In binary, no search needed! See the snippet of code. I, too, don't
have time at the moment to study it in detail, but I was at one time
very familiar with it. And since it only requires bit-shifts and
additions (no multiplications), I wouldn't be surprised if it were
significantly faster than Newton iteration.
>>>> int is_prime (const integer_t<...> n, callback_t
>>>> callback=no_callback)
>>>>
>>>> Given the documentation, I think a more descriptive name, such as
>>>> is_probably_prime_rabin_miller, would be better.
>>>
>>> Maybe, but a lot more typing for an arguable benefit. The
>>> documentation specifies its limitations, I believe that's sufficient.
>>
>> The "arguable" benefits are:
>> - the name is no longer misleading; is_prime doesn't actually check
>> if its input is prime; and
>> - it is clear in what sense the input is determined to be probably
>> prime.
>
> It *does* check whether the input is prime, with a vanishingly small
> chance that it is mistaken.
Lol...okay, I'm glad the Boost.TypeTraits functions don't have a similar
caveat.
>> Again, think about someone *reading* code that uses this is_prime
>> function.
>
> He would expect that it reports whether the input is prime or not,
> which is exactly the case.
Well, no, it reports "whether the input is prime, with a vanishingly
small chance that it is mistaken", which is different. To me. Sorry,
as a mathematician by training, prime and probably prime are distinct
properties and have very precise meanings. But I'm not a cryptographer,
so maybe that's just the lingo.
> With a name like
> is_probably_prime_rabin_miller, he would probably feel obliged to look
> up the Rabin-Miller primality test and figure out what "probably" means
> in this context (at least, I would). I think the shorter name is
> preferable for the reader, as it accurately conveys the author's intent.

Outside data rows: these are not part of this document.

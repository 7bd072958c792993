use super::helpers;
use super::targets::{RenderTargets, SCENE_FORMAT};
use crate::core::constants::MAX_RIPPLES;
use crate::core::shader::{build_ocean_wgsl, program_label};
use crate::core::{FrameParams, QualityTier};
use std::cell::Cell;
use std::rc::Rc;
use wasm_bindgen_futures::spawn_local;

#[repr(C)]
#[derive(Copy, Clone, bytemuck::Pod, bytemuck::Zeroable)]
pub(crate) struct OceanUniforms {
    resolution: [f32; 2],
    time: f32,
    night: f32,
    ambient: f32,
    camera_y: f32,
    camera_z: f32,
    camera_tilt: f32,
    logo_center: [f32; 2],
    logo_size: [f32; 2],
    logo_fade: f32,
    ripple_count: u32,
    _pad: [f32; 2],
    ripples: [[f32; 4]; MAX_RIPPLES],
}

impl OceanUniforms {
    pub(crate) fn from_frame(p: &FrameParams, width: u32, height: u32) -> Self {
        Self {
            resolution: [width as f32, height as f32],
            time: p.time_sec,
            night: p.night,
            ambient: p.ambient,
            camera_y: p.pose.y_offset,
            camera_z: p.pose.z_offset,
            camera_tilt: p.pose.tilt_offset,
            logo_center: p.logo_rect.center.to_array(),
            logo_size: p.logo_rect.size.to_array(),
            logo_fade: p.logo_fade,
            ripple_count: p.ripple_count,
            _pad: [0.0; 2],
            ripples: p.ripples,
        }
    }
}

/// Ocean pipeline compiled for one quality tier.
///
/// Validation errors surface asynchronously through an error scope; once
/// reported the program stays failed and the frame loop stops drawing.
pub(crate) struct OceanProgram {
    pub(crate) tier: QualityTier,
    pipeline: wgpu::RenderPipeline,
    failed: Rc<Cell<bool>>,
}

impl OceanProgram {
    pub(crate) fn build(device: &wgpu::Device, layout: &wgpu::PipelineLayout, tier: QualityTier) -> Self {
        let profile = tier.profile();
        let label = program_label(profile);
        let source = build_ocean_wgsl(profile);

        device.push_error_scope(wgpu::ErrorFilter::Validation);
        let shader = device.create_shader_module(wgpu::ShaderModuleDescriptor {
            label: Some(&label),
            source: wgpu::ShaderSource::Wgsl(source.into()),
        });
        let pipeline = helpers::make_fullscreen_pipeline(
            device,
            &label,
            layout,
            &shader,
            "fs_ocean",
            SCENE_FORMAT,
            None,
        );
        let scope = device.pop_error_scope();

        let failed = Rc::new(Cell::new(false));
        let failed_flag = failed.clone();
        spawn_local(async move {
            if let Some(err) = scope.await {
                log::error!("[gpu] {} failed to compile: {}", label, err);
                failed_flag.set(true);
            }
        });
        log::info!("[gpu] built ocean program for {} quality", tier);

        Self {
            tier,
            pipeline,
            failed,
        }
    }

    pub(crate) fn is_failed(&self) -> bool {
        self.failed.get()
    }
}

/// Everything the ocean pass binds besides the program itself.
pub(crate) struct OceanResources {
    bgl: wgpu::BindGroupLayout,
    pub(crate) pipeline_layout: wgpu::PipelineLayout,
    uniform_buffer: wgpu::Buffer,
    _logo_tex: wgpu::Texture,
    logo_view: wgpu::TextureView,
    /// `bind_groups[i]` samples light buffer `i`.
    bind_groups: [wgpu::BindGroup; 2],
    pub(crate) program: OceanProgram,
}

impl OceanResources {
    pub(crate) fn new(
        device: &wgpu::Device,
        queue: &wgpu::Queue,
        targets: &RenderTargets,
        sampler: &wgpu::Sampler,
        tier: QualityTier,
    ) -> Self {
        let bgl = device.create_bind_group_layout(&wgpu::BindGroupLayoutDescriptor {
            label: Some("ocean_bgl"),
            entries: &[
                helpers::uniform_entry(0, wgpu::ShaderStages::FRAGMENT),
                helpers::texture_entry(1, true),
                helpers::texture_entry(2, true),
                helpers::sampler_entry(3),
            ],
        });
        let pipeline_layout = device.create_pipeline_layout(&wgpu::PipelineLayoutDescriptor {
            label: Some("ocean_pl"),
            bind_group_layouts: &[&bgl],
            push_constant_ranges: &[],
        });
        let uniform_buffer = helpers::create_uniform_buffer::<OceanUniforms>(device, "ocean_uniforms");

        // Transparent until the logo image arrives.
        let (logo_tex, logo_view) = create_logo_texture(device, queue, 1, 1, &[0, 0, 0, 0]);
        let bind_groups =
            Self::make_bind_groups(device, &bgl, &uniform_buffer, targets, &logo_view, sampler);
        let program = OceanProgram::build(device, &pipeline_layout, tier);

        Self {
            bgl,
            pipeline_layout,
            uniform_buffer,
            _logo_tex: logo_tex,
            logo_view,
            bind_groups,
            program,
        }
    }

    fn make_bind_groups(
        device: &wgpu::Device,
        layout: &wgpu::BindGroupLayout,
        uniforms: &wgpu::Buffer,
        targets: &RenderTargets,
        logo_view: &wgpu::TextureView,
        sampler: &wgpu::Sampler,
    ) -> [wgpu::BindGroup; 2] {
        let make = |i: usize| {
            device.create_bind_group(&wgpu::BindGroupDescriptor {
                label: Some(if i == 0 { "ocean_bg_a" } else { "ocean_bg_b" }),
                layout,
                entries: &[
                    wgpu::BindGroupEntry {
                        binding: 0,
                        resource: uniforms.as_entire_binding(),
                    },
                    wgpu::BindGroupEntry {
                        binding: 1,
                        resource: wgpu::BindingResource::TextureView(&targets.light_views[i]),
                    },
                    wgpu::BindGroupEntry {
                        binding: 2,
                        resource: wgpu::BindingResource::TextureView(logo_view),
                    },
                    wgpu::BindGroupEntry {
                        binding: 3,
                        resource: wgpu::BindingResource::Sampler(sampler),
                    },
                ],
            })
        };
        [make(0), make(1)]
    }

    pub(crate) fn rebuild_bind_groups(
        &mut self,
        device: &wgpu::Device,
        targets: &RenderTargets,
        sampler: &wgpu::Sampler,
    ) {
        self.bind_groups = Self::make_bind_groups(
            device,
            &self.bgl,
            &self.uniform_buffer,
            targets,
            &self.logo_view,
            sampler,
        );
    }

    /// Swaps in a program for `tier`; the old pipeline is dropped here.
    pub(crate) fn rebuild_program(&mut self, device: &wgpu::Device, tier: QualityTier) {
        self.program = OceanProgram::build(device, &self.pipeline_layout, tier);
    }

    /// Uploads a rasterised logo (tightly packed RGBA8 rows).
    pub(crate) fn set_logo(
        &mut self,
        device: &wgpu::Device,
        queue: &wgpu::Queue,
        targets: &RenderTargets,
        sampler: &wgpu::Sampler,
        width: u32,
        height: u32,
        rgba: &[u8],
    ) {
        if width == 0 || height == 0 || rgba.len() != (width * height * 4) as usize {
            log::warn!("[logo] ignoring malformed image {}x{}", width, height);
            return;
        }
        let (tex, view) = create_logo_texture(device, queue, width, height, rgba);
        self._logo_tex = tex;
        self.logo_view = view;
        self.rebuild_bind_groups(device, targets, sampler);
    }

    pub(crate) fn encode(
        &self,
        queue: &wgpu::Queue,
        encoder: &mut wgpu::CommandEncoder,
        targets: &RenderTargets,
        light_slot: usize,
        uniforms: &OceanUniforms,
    ) {
        queue.write_buffer(&self.uniform_buffer, 0, bytemuck::bytes_of(uniforms));
        helpers::blit(
            encoder,
            "ocean_pass",
            &targets.scene_view,
            wgpu::Color::BLACK,
            &self.program.pipeline,
            &self.bind_groups[light_slot],
        );
    }
}

fn create_logo_texture(
    device: &wgpu::Device,
    queue: &wgpu::Queue,
    width: u32,
    height: u32,
    rgba: &[u8],
) -> (wgpu::Texture, wgpu::TextureView) {
    let (tex, view) = helpers::create_color_texture(
        device,
        "logo_tex",
        width,
        height,
        wgpu::TextureFormat::Rgba8Unorm,
        wgpu::TextureUsages::TEXTURE_BINDING | wgpu::TextureUsages::COPY_DST,
    );
    queue.write_texture(
        wgpu::TexelCopyTextureInfo {
            texture: &tex,
            mip_level: 0,
            origin: wgpu::Origin3d::ZERO,
            aspect: wgpu::TextureAspect::All,
        },
        rgba,
        wgpu::TexelCopyBufferLayout {
            offset: 0,
            bytes_per_row: Some(width * 4),
            rows_per_image: Some(height),
        },
        wgpu::Extent3d {
            width,
            height,
            depth_or_array_layers: 1,
        },
    );
    (tex, view)
}
mod keyboard;
mod pointer;

pub use keyboard::wire_global_keydown;
pub use pointer::{wire_input_handlers, InputWiring};
//! Explicit renderer state advanced once per frame.
//!
//! Everything time-varying that the passes read lives in [`SceneState`];
//! `advance` turns it into a plain [`FrameParams`] snapshot for the GPU side.
//! Event handlers mutate the state between frames (ripples, splats, theme,
//! page kind) and never during one.

use super::animation::{DelayedFade, Tween};
use super::auto_quality::{AutoQuality, FpsCounter};
use super::config::PageConfig;
use super::constants::*;
use super::light::{LightDecay, SplatQueue};
use super::projection::{screen_to_water_hit, CameraPose, LightSplat, SkyRect};
use super::quality::QualityTier;
use super::ripple::{Ripple, RippleField};
use super::theme::ThemeMode;
use glam::{Vec2, Vec3};

/// Page kind reported by the router.
#[derive(Clone, Copy, Debug, PartialEq, Eq, Default)]
pub enum PageKind {
    #[default]
    Normal,
    NotFound,
}

impl PageKind {
    pub fn from_page_type(page_type: Option<&str>) -> Self {
        match page_type {
            Some("404") => PageKind::NotFound,
            _ => PageKind::Normal,
        }
    }

    pub fn camera_pose(self) -> CameraPose {
        match self {
            PageKind::Normal => CameraPose::default(),
            PageKind::NotFound => CameraPose {
                y_offset: CAMERA_404_Y_OFFSET,
                z_offset: CAMERA_404_Z_OFFSET,
                tilt_offset: CAMERA_404_TILT_OFFSET,
            },
        }
    }
}

/// Per-frame environment sampled from the browser.
#[derive(Clone, Copy, Debug, PartialEq)]
pub struct FrameInput {
    pub now_ms: f64,
    pub device_pixel_ratio: f64,
    pub prefers_dark: bool,
}

/// Everything the three passes need for one frame.
#[derive(Clone, Debug, PartialEq)]
pub struct FrameParams {
    pub time_sec: f32,
    pub light_delta_sec: f32,
    pub light_decay: f32,
    pub night: f32,
    pub ambient: f32,
    pub pose: CameraPose,
    pub logo_fade: f32,
    pub logo_rect: SkyRect,
    pub ripples: [[f32; 4]; MAX_RIPPLES],
    pub ripple_count: u32,
    pub splats: Vec<LightSplat>,
    pub noise_scale: f32,
    pub quality: QualityTier,
    /// Set on the frame the tier changed; the renderer must rebuild.
    pub quality_changed: bool,
    /// Frames counted over the last report interval, once per interval.
    pub fps: Option<u32>,
}

#[derive(Clone, Debug)]
pub struct SceneState {
    quality: QualityTier,
    theme_mode: ThemeMode,
    page: PageKind,
    auto_quality: Option<AutoQuality>,
    fps: FpsCounter,
    night: Tween<f32>,
    camera: Tween<Vec3>,
    logo: DelayedFade,
    logo_rect: SkyRect,
    ripples: RippleField,
    splats: SplatQueue,
    decay: LightDecay,
    last_light_ms: Option<f64>,
}

impl SceneState {
    pub fn new(config: &PageConfig, theme_mode: ThemeMode, prefers_dark: bool, page: PageKind) -> Self {
        let auto_quality = config
            .auto_quality
            .then(|| AutoQuality::new(config.auto_quality_config));
        // A direct load of a special page still eases in from the resting pose.
        let mut camera = Tween::settled(CameraPose::default().to_vec3(), CAMERA_404_DURATION_MS);
        camera.retarget(page.camera_pose().to_vec3());
        Self {
            quality: config.initial_quality,
            theme_mode,
            page,
            auto_quality,
            fps: FpsCounter::default(),
            night: Tween::settled(theme_mode.blend_target(prefers_dark), THEME_FADE_DURATION_MS),
            camera,
            logo: DelayedFade::new(LOGO_FADE_DELAY_MS, LOGO_FADE_DURATION_MS, LOGO_FADE_TARGET),
            logo_rect: SkyRect {
                center: Vec2::from_array(LOGO_DEFAULT_CENTER),
                size: Vec2::new(LOGO_BASE_SIZE, LOGO_BASE_SIZE / LOGO_DEFAULT_ASPECT),
            },
            ripples: RippleField::new(),
            splats: SplatQueue::new(),
            decay: LightDecay::default(),
            last_light_ms: None,
        }
    }

    pub fn quality(&self) -> QualityTier {
        self.quality
    }

    pub fn theme_mode(&self) -> ThemeMode {
        self.theme_mode
    }

    pub fn set_theme_mode(&mut self, mode: ThemeMode) {
        self.theme_mode = mode;
    }

    pub fn page(&self) -> PageKind {
        self.page
    }

    /// Starts the camera transition for a new page; it begins on the next frame.
    pub fn set_page(&mut self, page: PageKind) {
        self.page = page;
        self.camera.retarget(page.camera_pose().to_vec3());
    }

    /// Current camera offsets, as last evaluated.
    pub fn pose(&self) -> CameraPose {
        CameraPose::from_vec3(self.camera.value())
    }

    pub fn logo_rect(&self) -> SkyRect {
        self.logo_rect
    }

    pub fn set_logo_rect(&mut self, rect: SkyRect) {
        self.logo_rect = rect;
    }

    /// Resets the reflected size from the loaded image's aspect ratio.
    pub fn set_logo_aspect(&mut self, aspect: f32) {
        let aspect = if aspect.is_finite() && aspect > 0.0 {
            aspect
        } else {
            LOGO_DEFAULT_ASPECT
        };
        self.logo_rect.size = Vec2::new(LOGO_BASE_SIZE, LOGO_BASE_SIZE / aspect);
    }

    pub fn ripples(&self) -> &RippleField {
        &self.ripples
    }

    pub fn pending_splats(&self) -> usize {
        self.splats.len()
    }

    pub fn decay(&self) -> &LightDecay {
        &self.decay
    }

    /// Manual tier switch. Returns `true` when the tier actually changed.
    pub fn set_quality(&mut self, tier: QualityTier, now_ms: f64) -> bool {
        if tier == self.quality {
            return false;
        }
        self.quality = tier;
        if let Some(aq) = &mut self.auto_quality {
            aq.note_change(now_ms);
        }
        true
    }

    /// Spawns a ripple where a screen position meets the water.
    pub fn add_ripple_at(&mut self, screen: Vec2, aspect: f32, now_ms: f64) -> Option<Ripple> {
        let time_sec = (now_ms * 0.001) as f32;
        let hit = screen_to_water_hit(screen, aspect, time_sec, self.pose())?;
        let ripple = Ripple {
            origin: hit,
            birth_time: time_sec,
            amplitude: RIPPLE_CLICK_AMPLITUDE,
        };
        self.ripples.push(ripple);
        Some(ripple)
    }

    pub fn push_ripple(&mut self, ripple: Ripple) {
        self.ripples.push(ripple);
    }

    pub fn queue_splats<I: IntoIterator<Item = LightSplat>>(&mut self, splats: I) {
        self.splats.extend(splats);
    }

    pub fn advance(&mut self, input: &FrameInput) -> FrameParams {
        let now = input.now_ms;

        let fps = self.fps.tick(now);
        let mut quality_changed = false;
        if let (Some(fps), Some(aq)) = (fps, self.auto_quality.as_mut()) {
            if let Some(tier) = aq.observe(now, fps as f32, self.quality) {
                log::info!("[quality] {} -> {} (fps {})", self.quality, tier, fps);
                self.quality = tier;
                quality_changed = true;
            }
        }

        let last = *self.last_light_ms.get_or_insert(now);
        let light_delta_sec = ((now - last) * 0.001).max(0.0) as f32;
        self.last_light_ms = Some(now);

        self.night
            .retarget_at(self.theme_mode.blend_target(input.prefers_dark), now);
        let night = self.night.evaluate(now);
        let pose = CameraPose::from_vec3(self.camera.evaluate(now));
        let (ripples, ripple_count) = self.ripples.packed();

        FrameParams {
            time_sec: (now * 0.001) as f32,
            light_delta_sec,
            light_decay: self.decay.factor(light_delta_sec),
            night,
            ambient: AMBIENT_DAY + (AMBIENT_NIGHT - AMBIENT_DAY) * night,
            pose,
            logo_fade: self.logo.evaluate(now),
            logo_rect: self.logo_rect,
            ripples,
            ripple_count,
            splats: self.splats.take(),
            noise_scale: if input.device_pixel_ratio < LOW_DPI_THRESHOLD {
                LOW_DPI_NOISE_SCALE
            } else {
                1.0
            },
            quality: self.quality,
            quality_changed,
            fps,
        }
    }
}
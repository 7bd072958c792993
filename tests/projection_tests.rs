// Host-side tests for the screen / water / sky mappings.

#![allow(dead_code)]
#[path = "../src/core/mod.rs"]
mod ocean_core;

use glam::{Vec2, Vec3};
use ocean_core::projection::*;
use rand::rngs::StdRng;
use rand::SeedableRng;

const ASPECT: f32 = 16.0 / 9.0;

fn close(a: Vec2, b: Vec2, eps: f32) -> bool {
    (a - b).abs().max_element() <= eps
}

#[test]
fn screen_centre_looks_slightly_up() {
    let ray = camera_ray(Vec2::splat(0.5), ASPECT, 0.0);
    assert!(ray.y > 0.0);
    assert!(ray.z > 0.0);
    assert!((ray.length() - 1.0).abs() < 1e-5);
}

#[test]
fn lower_screen_hits_water_and_maps_back() {
    let pose = CameraPose::default();
    for screen in [
        Vec2::new(0.5, 0.05),
        Vec2::new(0.2, 0.2),
        Vec2::new(0.9, 0.1),
    ] {
        let hit = screen_to_water_hit(screen, ASPECT, 3.0, pose).expect("below horizon");
        let back = water_hit_to_screen(hit, ASPECT, 3.0, pose).expect("in front of camera");
        assert!(close(back, screen, 1e-3), "{screen:?} -> {back:?}");
    }
}

#[test]
fn upper_screen_misses_water() {
    let pose = CameraPose::default();
    assert_eq!(screen_to_water_hit(Vec2::new(0.5, 0.95), ASPECT, 0.0, pose), None);
}

#[test]
fn sky_uv_round_trips_on_upper_hemisphere() {
    for uv in [
        Vec2::new(0.1, 0.6),
        Vec2::new(0.5, 0.75),
        Vec2::new(0.85, 0.95),
    ] {
        let back = direction_to_sky_uv(sky_uv_to_direction(uv));
        assert!(close(back, uv, 1e-4), "{uv:?} -> {back:?}");
    }
    let dir = Vec3::new(0.3, 0.4, 0.5).normalize();
    let back = sky_uv_to_direction(direction_to_sky_uv(dir));
    assert!((back - dir).length() < 1e-4);
}

#[test]
fn screen_to_sky_round_trips_through_direction() {
    let screen = Vec2::new(0.3, 0.8);
    let uv = screen_to_sky_uv(screen, ASPECT, 0.0).expect("above horizon");
    let back = direction_to_screen(sky_uv_to_direction(uv), ASPECT, 0.0).expect("visible");
    assert!(close(back, screen, 1e-3), "{back:?}");
}

#[test]
fn sky_is_not_sampled_below_horizon() {
    assert_eq!(screen_to_sky_uv(Vec2::new(0.5, 0.0), ASPECT, 0.0), None);
}

#[test]
fn uv_delta_wraps_across_seam() {
    assert!((wrap_uv_delta(0.95, 0.05) + 0.1).abs() < 1e-5);
    assert!((wrap_uv_delta(0.05, 0.95) - 0.1).abs() < 1e-5);
    assert!((wrap_uv_delta(0.6, 0.4) - 0.2).abs() < 1e-5);
}

#[test]
fn client_position_maps_to_device_pixels_y_up() {
    let px = client_to_canvas_px(
        Vec2::new(110.0, 20.0),
        Vec2::new(10.0, 10.0),
        Vec2::new(200.0, 100.0),
        Vec2::new(400.0, 200.0),
    );
    assert_eq!(px, Some(Vec2::new(200.0, 180.0)));
    assert_eq!(
        client_to_canvas_px(Vec2::ZERO, Vec2::ZERO, Vec2::ZERO, Vec2::ONE),
        None
    );
}

#[test]
fn sky_sample_has_invertible_jacobian() {
    let size = Vec2::new(800.0, 450.0);
    let sample = sky_sample(Vec2::new(400.0, 380.0), size, 0.0).expect("sky pixel");
    assert!(sample.jacobian.det().abs() > 0.0);
    assert!(sky_sample(Vec2::new(-5.0, 10.0), size, 0.0).is_none());
    assert!(sky_sample(Vec2::new(400.0, 5.0), size, 0.0).is_none());
}

#[test]
fn jacobian_inverse_undoes_apply() {
    let j = Jacobian {
        du_dx: 0.002,
        dv_dx: 0.0005,
        du_dy: -0.0003,
        dv_dy: 0.0015,
    };
    let v = Vec2::new(7.0, -3.0);
    assert!(close(j.inverse_apply(j.apply(v)), v, 1e-3));

    let singular = Jacobian {
        du_dx: 0.0,
        dv_dx: 0.0,
        du_dy: 0.0,
        dv_dy: 0.0,
    };
    assert_eq!(singular.inverse_apply(v), v);
}

#[test]
fn splat_burst_stays_in_sky_texture() {
    let size = Vec2::new(800.0, 450.0);
    let sample = sky_sample(Vec2::new(20.0, 430.0), size, 0.0).expect("sky pixel");
    let mut rng = StdRng::seed_from_u64(7);
    for _ in 0..50 {
        for s in splat_burst(&sample, 1.5, &mut rng) {
            assert!((0.0..1.0).contains(&s.uv.x), "u = {}", s.uv.x);
            assert!((0.0..=1.0).contains(&s.uv.y), "v = {}", s.uv.y);
            assert!((4.0 * 1.5..=10.0 * 1.5).contains(&s.screen_radius));
            assert_eq!(s.jacobian, sample.jacobian);
        }
    }
}

#[test]
fn logo_rect_projects_into_sky() {
    let fallback = Vec2::new(0.18, 0.18 / 1.32);
    let rect = logo_sky_rect(
        Vec2::new(0.5, 0.8),
        Vec2::new(0.1, 0.05),
        ASPECT,
        0.0,
        fallback,
    )
    .expect("logo above horizon");
    assert!(rect.size.x > 0.0 && rect.size.y > 0.0);
    assert!(rect.center.y > 0.5);
    assert_eq!(
        logo_sky_rect(Vec2::new(0.5, 0.05), Vec2::new(0.1, 0.05), ASPECT, 0.0, fallback),
        None
    );
}

#[test]
fn camera_pose_packs_as_vec3() {
    let pose = CameraPose {
        y_offset: 1.0,
        z_offset: -8.0,
        tilt_offset: -0.7,
    };
    assert_eq!(CameraPose::from_vec3(pose.to_vec3()), pose);
}
//! Eased transitions between two values.
//!
//! Each animated quantity (night blend, camera pose, logo fade) is a small
//! [`Tween`] record instead of a closure capturing a start timestamp. The
//! start time latches on the first `evaluate` after a retarget so that a
//! retarget issued from an event handler begins on the next rendered frame.

use glam::Vec3;

/// Values that can be linearly interpolated.
pub trait Mix: Copy + PartialEq {
    fn mix(self, other: Self, t: f32) -> Self;
}

impl Mix for f32 {
    #[inline]
    fn mix(self, other: Self, t: f32) -> Self {
        self + (other - self) * t
    }
}

impl Mix for Vec3 {
    #[inline]
    fn mix(self, other: Self, t: f32) -> Self {
        self.lerp(other, t)
    }
}

/// Smoothstep easing on [0, 1].
#[inline]
pub fn ease_in_out(t: f32) -> f32 {
    let t = t.clamp(0.0, 1.0);
    t * t * (3.0 - 2.0 * t)
}

/// Cubic ease-in-out on [0, 1]; steeper through the middle than [`ease_in_out`].
#[inline]
pub fn ease_in_out_cubic(t: f32) -> f32 {
    if t <= 0.0 {
        0.0
    } else if t >= 1.0 {
        1.0
    } else if t < 0.5 {
        4.0 * t * t * t
    } else {
        1.0 - (2.0 - 2.0 * t).powi(3) / 2.0
    }
}

#[derive(Clone, Copy, Debug)]
pub struct Tween<T: Mix> {
    pub from: T,
    pub to: T,
    pub start_ms: Option<f64>,
    pub duration_ms: f64,
    value: T,
}

impl<T: Mix> Tween<T> {
    /// A tween resting at `value`.
    pub fn settled(value: T, duration_ms: f64) -> Self {
        Self {
            from: value,
            to: value,
            start_ms: None,
            duration_ms,
            value,
        }
    }

    pub fn value(&self) -> T {
        self.value
    }

    pub fn target(&self) -> T {
        self.to
    }

    pub fn is_settled(&self) -> bool {
        self.value == self.to
    }

    /// Head for `to`, starting from wherever the tween currently is.
    /// Retargeting to the current target is a no-op.
    pub fn retarget(&mut self, to: T) {
        if to == self.to {
            return;
        }
        self.from = self.value;
        self.to = to;
        self.start_ms = None;
    }

    /// Retarget and pin the start time.
    pub fn retarget_at(&mut self, to: T, now_ms: f64) {
        if to == self.to {
            return;
        }
        self.retarget(to);
        self.start_ms = Some(now_ms);
    }

    pub fn evaluate(&mut self, now_ms: f64) -> T {
        if self.is_settled() {
            self.start_ms = None;
            return self.value;
        }
        let start = *self.start_ms.get_or_insert(now_ms);
        let progress = if self.duration_ms <= 0.0 {
            1.0
        } else {
            ((now_ms - start) / self.duration_ms).clamp(0.0, 1.0)
        };
        if progress >= 1.0 {
            self.value = self.to;
            self.start_ms = None;
        } else {
            self.value = self.from.mix(self.to, ease_in_out(progress as f32));
        }
        self.value
    }
}

/// Delayed linear fade from 0 to `target`, anchored at the first frame.
#[derive(Clone, Copy, Debug)]
pub struct DelayedFade {
    pub delay_ms: f64,
    pub duration_ms: f64,
    pub target: f32,
    start_ms: Option<f64>,
}

impl DelayedFade {
    pub fn new(delay_ms: f64, duration_ms: f64, target: f32) -> Self {
        Self {
            delay_ms,
            duration_ms,
            target,
            start_ms: None,
        }
    }

    pub fn evaluate(&mut self, now_ms: f64) -> f32 {
        let start = *self.start_ms.get_or_insert(now_ms + self.delay_ms);
        let progress = if now_ms < start {
            0.0
        } else if self.duration_ms <= 0.0 {
            1.0
        } else {
            ((now_ms - start) / self.duration_ms).clamp(0.0, 1.0)
        };
        progress as f32 * self.target
    }
}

Like I said, my crypto is pretty...well...non-existent... So this might
be a dumb question, but am I to assume that whenever one wants to know
that a number is prime, *probably* prime is perfectly okay?
[...]
>> Besides, COW isn't on by default...
>
> It's used internally regardless, as I control everything within the
> library and can ensure that it's used safely. The thread-safe option
> only prevents it for integers returned to the user.
Whoa, wait a second here. I can't help but see a red flag here, so
color me incredulous and possibly very naive. How can copy-on-write
help you internally where just moving the internal data isn't possible?
Can you give an example of the internals where you find copy-on-write
necessary?
>>>> I'm also not a fan of the integer_t::integer_t(const integer_t& b,
>>>> bool force_thread_safety) constructor; isn't there already an
>>>> "ensure_unique" member function already there (in the
>>>> implementation) that ensures an integer_t object has sole ownership
>>>> of its storage? Indeed, looking more at some source files, I would
>>>> guess this is _make_unique. I would consider such a member
>>>> function preferable to this constructor overload, especially given
>>>> how the mysterious boolean parameter looks in client code (see
>>>> integer_t::sign comment above).
>>>
>>> Please see the aforementioned "The threadsafe Template Parameter"
>>> page. That Boolean parameter will be used so rarely that I don't
>>> think it's unreasonable to ask the reader of the client code to look
>>> it up if he runs across it.
>>
>> That page, or your explanation here, doesn't justify why you think
>> this constructor overload is preferable to a make_unique member
>> function. Sorry, "because that's the way it is now" doesn't count ;)
>
> I had a publicly-available make_unique function in an earlier iteration
> of the library, and was criticized for it, so I removed it. I don't
> remember if it was you personally doing the criticizing, but
> you-the-Boost-community can't have it both ways. :-)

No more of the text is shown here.